Exercise objective:
Wherever "impl" appears in a line of the listing, report that line.

Task input:
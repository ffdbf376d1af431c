// In-process cache store.
// Lock-guarded map of JSON payloads with a per-entry TTL; state does not
// survive the process.

use std::collections::HashMap;
use std::sync::{Arc, Mutex};
use std::time::Duration;

use tokio::time::Instant;

use crate::clock::{Clock, SystemClock};

/// One cached payload. Live while `now - stored_at < ttl`.
#[derive(Debug, Clone)]
struct Entry {
    value: String,
    stored_at: Instant,
    ttl: Duration,
}

impl Entry {
    fn is_live(&self, now: Instant) -> bool {
        now.duration_since(self.stored_at) < self.ttl
    }
}

/// In-process key-value store with TTL eviction.
///
/// Stale entries are evicted lazily on lookup rather than by a background
/// sweeper; a process doing no lookups keeps no timer alive.
#[derive(Debug)]
pub struct LocalStore {
    entries: Mutex<HashMap<String, Entry>>,
    clock: Arc<dyn Clock>,
}

impl LocalStore {
    pub fn new() -> Self {
        Self::with_clock(Arc::new(SystemClock))
    }

    /// Construct with an injected clock (tests).
    pub fn with_clock(clock: Arc<dyn Clock>) -> Self {
        Self {
            entries: Mutex::new(HashMap::new()),
            clock,
        }
    }

    /// Return the live value for `key`, evicting it first if it has expired.
    pub fn get(&self, key: &str) -> Option<String> {
        let now = self.clock.now();
        let mut entries = self.entries.lock().unwrap();
        match entries.get(key) {
            Some(entry) if entry.is_live(now) => Some(entry.value.clone()),
            Some(_) => {
                entries.remove(key);
                None
            }
            None => None,
        }
    }

    /// Store `value` under `key`, replacing any existing entry.
    pub fn set(&self, key: &str, value: String, ttl: Duration) {
        let entry = Entry {
            value,
            stored_at: self.clock.now(),
            ttl,
        };
        self.entries.lock().unwrap().insert(key.to_string(), entry);
    }

    /// Remove `key` if present. Absent keys are a no-op.
    pub fn delete(&self, key: &str) {
        self.entries.lock().unwrap().remove(key);
    }

    /// Drop every entry.
    pub fn clear(&self) {
        self.entries.lock().unwrap().clear();
    }
}

impl Default for LocalStore {
    fn default() -> Self {
        Self::new()
    }
}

Response below:
impl Entry {
impl LocalStore {
impl Default for LocalStore {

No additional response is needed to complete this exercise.